The organisations, in a petition, said a wealth of existing evidence illustrate the need for article 59 to provide vital support for migrant women experiencing violence. They added the evidence, provided by numerous specialists “led by and for” Black and minority women’s organisations, during the passage of the Domestic Abuse Act, clearly established the gap in support for migrant victims of domestic abuse whose residency was connected with their abuser and had no recourse to public funds.

“Despite this, the UK government failed to secure equal protection and support for migrant women through this legislation, and it is failing to do so again through its approach to ratification,” the rights groups added.

The organisations include the End Violence Against Women Coalition, Step Up Migrant, Women Campaign, White Ribbon UK, Associated Country Women of the World, Womankind Worldwide, Latin American Women's Rights Service, Women for Refugee Women and National Board of Catholic Women(NBCW) England and Wales.

Widespread violence

Violence against women and girls is a serious and widespread issue across the UK. Gender experts and activists, therefore, view the Istanbul Convention, commended by UN Women and widely acknowledged as the ‘gold standard’ approach, to provide the most comprehensive survivor-centred roadmap for addressing the epidemic

Women are over two-thirds (68 per cent) of migrants on family and dependent visas, with 20 per cent of migrant women in the UK on work visas.

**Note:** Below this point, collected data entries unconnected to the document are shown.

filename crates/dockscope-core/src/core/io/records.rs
use super::atom_line::is_atom_line;
use super::layout::{is_endmdl_line, is_model_line};
use phf::{Map, phf_map};

/// Structural classification of one line of PDB/PDBQT text.
#[derive(Debug, Clone, Copy, PartialEq, Eq)]
pub(crate) enum RecordKind {
    Model,
    EndModel,
    Atom,
    Branch,
    /// `ROOT`, `ENDROOT`, `ENDBRANCH`, `TORSDOF`: recognized, not retained.
    TreeMarker,
    Remark,
    /// Anything else; still checked against the free-text patterns.
    Other,
}

static RECORD_KINDS: Map<&'static str, RecordKind> = phf_map! {
    "MODEL" => RecordKind::Model,
    "ENDMDL" => RecordKind::EndModel,
    "ATOM" => RecordKind::Atom,
    "HETATM" => RecordKind::Atom,
    "BRANCH" => RecordKind::Branch,
    "ROOT" => RecordKind::TreeMarker,
    "ENDROOT" => RecordKind::TreeMarker,
    "ENDBRANCH" => RecordKind::TreeMarker,
    "TORSDOF" => RecordKind::TreeMarker,
    "REMARK" => RecordKind::Remark,
};

pub(crate) fn classify(line: &str) -> RecordKind {
    // Tag predicates are shared with layout detection and model extraction so
    // all three agree on where models start and end.
    if is_endmdl_line(line) {
        return RecordKind::EndModel;
    }
    if is_model_line(line) {
        return RecordKind::Model;
    }
    let keyword = line.split_whitespace().next().unwrap_or("");
    match RECORD_KINDS.get(keyword) {
        Some(kind) => *kind,
        // Serial overflow glues the number to the keyword ("HETATM10000").
        None if is_atom_line(line) => RecordKind::Atom,
        None => RecordKind::Other,
    }
}

/// How a free-text rule recognizes its line.
#[derive(Debug, Clone, Copy)]
pub(crate) enum LinePattern {
    /// The line, ignoring leading whitespace, starts with the text.
    Prefix(&'static str),
    /// The text appears anywhere in the line.
    Contains(&'static str),
}

impl LinePattern {
    pub(crate) fn matches(self, line: &str) -> bool {
        match self {
            LinePattern::Prefix(p) => line.trim_start().starts_with(p),
            LinePattern::Contains(p) => line.contains(p),
        }
    }

    /// The part of the line after the matched text.
    pub(crate) fn rest(self, line: &str) -> &str {
        let (LinePattern::Prefix(p) | LinePattern::Contains(p)) = self;
        line.find(p).map_or("", |i| &line[i + p.len()..])
    }
}

/// Kinds of docking metadata carried by remark and free-text lines.
#[derive(Debug, Clone, Copy, PartialEq, Eq)]
pub(crate) enum MetadataKind {
    VinaResult,
    FreeEnergy,
    TotalEnergy,
    InterEnergy,
    IntraEnergy,
    ActiveTorsions,
    TorsionBond,
}

/// Ordered rule table; the first matching rule wins.
///
/// `INTER + INTRA` precedes the plain `INTER`/`INTRA` prefixes it would
/// otherwise be shadowed by.
pub(crate) static METADATA_RULES: &[(LinePattern, MetadataKind)] = &[
    (LinePattern::Prefix("REMARK VINA RESULT:"), MetadataKind::VinaResult),
    (
        LinePattern::Contains("Estimated Free Energy of Binding"),
        MetadataKind::FreeEnergy,
    ),
    (LinePattern::Prefix("REMARK INTER + INTRA:"), MetadataKind::TotalEnergy),
    (LinePattern::Prefix("REMARK INTER:"), MetadataKind::InterEnergy),
    (LinePattern::Prefix("REMARK INTRA:"), MetadataKind::IntraEnergy),
    (LinePattern::Contains("active torsions:"), MetadataKind::ActiveTorsions),
    (LinePattern::Contains("between atoms:"), MetadataKind::TorsionBond),
];

pub(crate) fn match_metadata(line: &str) -> Option<(LinePattern, MetadataKind)> {
    METADATA_RULES
        .iter()
        .copied()
        .find(|(pattern, _)| pattern.matches(line))
}

/// Parses a token that looks like a number (it must contain a digit, so
/// words such as "inf" or "nan" are rejected).
pub(crate) fn numeric_token(token: &str) -> Option<f64> {
    if !token.bytes().any(|b| b.is_ascii_digit()) {
        return None;
    }
    token.parse::<f64>().ok().filter(|v| v.is_finite())
}

/// The first signed float among the whitespace- or `=`-separated tokens.
pub(crate) fn first_float(text: &str) -> Option<f64> {
    text.split(|c: char| c.is_whitespace() || c == '=')
        .find_map(numeric_token)
}

/// The first integer among the whitespace-separated tokens.
pub(crate) fn first_integer(text: &str) -> Option<u32> {
    text.split_whitespace().find_map(|t| t.parse::<u32>().ok())
}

Over a third (36 per cent) of migrant women are on student visas and they outnumber male counterparts.

In 2019, about 25 per cent of all asylum applications were made by women, of the 3.4 million EU nationals who live in the UK, half of whom are women. Many migrant women depend on partners for income as they lack recourse to public funds and face labour market barriers and restricted access to free childcare.

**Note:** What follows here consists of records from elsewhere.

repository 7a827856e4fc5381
pub mod geometry;
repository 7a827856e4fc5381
use super::{read_text, write_json};
use crate::cli::SummaryArgs;
use crate::config::{CliOverrides, PartialAnalysisConfig};
use crate::error::{CliError, Result};
use crate::utils::progress::CliProgressHandler;
use dockscope::engine::progress::ProgressReporter;
use dockscope::workflows::analyze::{DockingReport, analyze, analyze_many};
use serde::Serialize;
use tracing::{info, warn};

#[derive(Serialize)]
struct FileReport {
    file: String,
    #[serde(flatten)]
    report: DockingReport,
}

pub async fn run(
    args: SummaryArgs,
    partial_config: PartialAnalysisConfig,
    set_values: &[String],
) -> Result<()> {
    let overrides = CliOverrides {
        reference_model: args
            .reference
            .map(|m| usize::try_from(m).map_err(|e| CliError::Argument(e.to_string())))
            .transpose()?,
        ..Default::default()
    };
    let config = partial_config.merge_with_cli(&overrides, set_values)?;

    let mut inputs = Vec::with_capacity(args.inputs.len());
    for path in &args.inputs {
        inputs.push((path.display().to_string(), read_text(path).await?));
    }

    if let [(name, text)] = inputs.as_slice() {
        info!("Analyzing {}", name);
        let report = tokio::task::block_in_place(|| analyze(text, &config));
        warn_if_empty(name, &report);
        return write_json(args.output.as_deref(), &report).await;
    }

    let progress_handler = CliProgressHandler::new();
    let reporter = ProgressReporter::with_callback(progress_handler.get_callback());

    info!("Analyzing {} docking files...", inputs.len());
    let reports = tokio::task::block_in_place(|| analyze_many(&inputs, &config, &reporter));

    let reports: Vec<FileReport> = reports
        .into_iter()
        .map(|(file, report)| {
            warn_if_empty(&file, &report);
            FileReport { file, report }
        })
        .collect();
    write_json(args.output.as_deref(), &reports).await
}

fn warn_if_empty(name: &str, report: &DockingReport) {
    if report.summary.total_models == 0 {
        warn!("No poses found in {}.", name);
    }
}

#[cfg(test)]
mod tests {
    use super::*;
    use crate::commands::test_support::TWO_POSES;
    use std::fs;
    use tempfile::tempdir;

    #[tokio::test(flavor = "multi_thread")]
    async fn single_file_writes_one_report() {
        let dir = tempdir().unwrap();
        let input = dir.path().join("lig_out.pdbqt");
        let output = dir.path().join("summary.json");
        fs::write(&input, TWO_POSES).unwrap();

        let args = SummaryArgs {
            inputs: vec![input],
            reference: Some(2),
            output: Some(output.clone()),
        };
        run(args, PartialAnalysisConfig::default(), &[]).await.unwrap();

        let json: serde_json::Value =
            serde_json::from_str(&fs::read_to_string(output).unwrap()).unwrap();
        assert_eq!(json["summary"]["totalModels"], 2);
        assert_eq!(json["summary"]["bestScore"], -7.5);
        assert_eq!(json["metrics"][1]["rmsdToReference"], 0.0);
    }

    #[tokio::test(flavor = "multi_thread")]
    async fn several_files_keep_input_order() {
        let dir = tempdir().unwrap();
        let first = dir.path().join("a.pdbqt");
        let second = dir.path().join("b.pdbqt");
        let output = dir.path().join("summary.json");
        fs::write(&first, TWO_POSES).unwrap();
        fs::write(&second, "").unwrap();

        let args = SummaryArgs {
            inputs: vec![first.clone(), second],
            reference: None,
            output: Some(output.clone()),
        };
        run(args, PartialAnalysisConfig::default(), &[]).await.unwrap();

        let json: serde_json::Value =
            serde_json::from_str(&fs::read_to_string(output).unwrap()).unwrap();
        assert_eq!(json.as_array().unwrap().len(), 2);
        assert_eq!(json[0]["file"], first.display().to_string());
        assert_eq!(json[0]["summary"]["totalModels"], 2);
        assert_eq!(json[1]["summary"]["totalModels"], 0);
    }

    #[tokio::test(flavor = "multi_thread")]
    async fn bad_set_value_fails_before_reading_inputs() {
        let args = SummaryArgs {
            inputs: vec!["/no/such/file.pdbqt".into()],
            reference: None,
            output: None,
        };
        let result = run(
            args,
            PartialAnalysisConfig::default(),
            &["analysis.box-padding=-1".to_string()],
        )
        .await;
        assert!(matches!(result, Err(CliError::InvalidConfig(_))));
    }
}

The Istanbul Convention, also known as the Council of Europe Convention on Preventing and Combating Violence against Women and Domestic Violence, is legally binding and sets out minimum standards that European countries should have in their legislation.

Although the UK signed the convention in 2012, the government has only just announced that it plans to ratify it by the end of July, which means that more than 10 years on, the UK remains one of the few countries in Europe to have failed to do so. Countries that have ratified and implemented the convention include France, Belgium, Germany, Ireland, Italy, Spain and Sweden.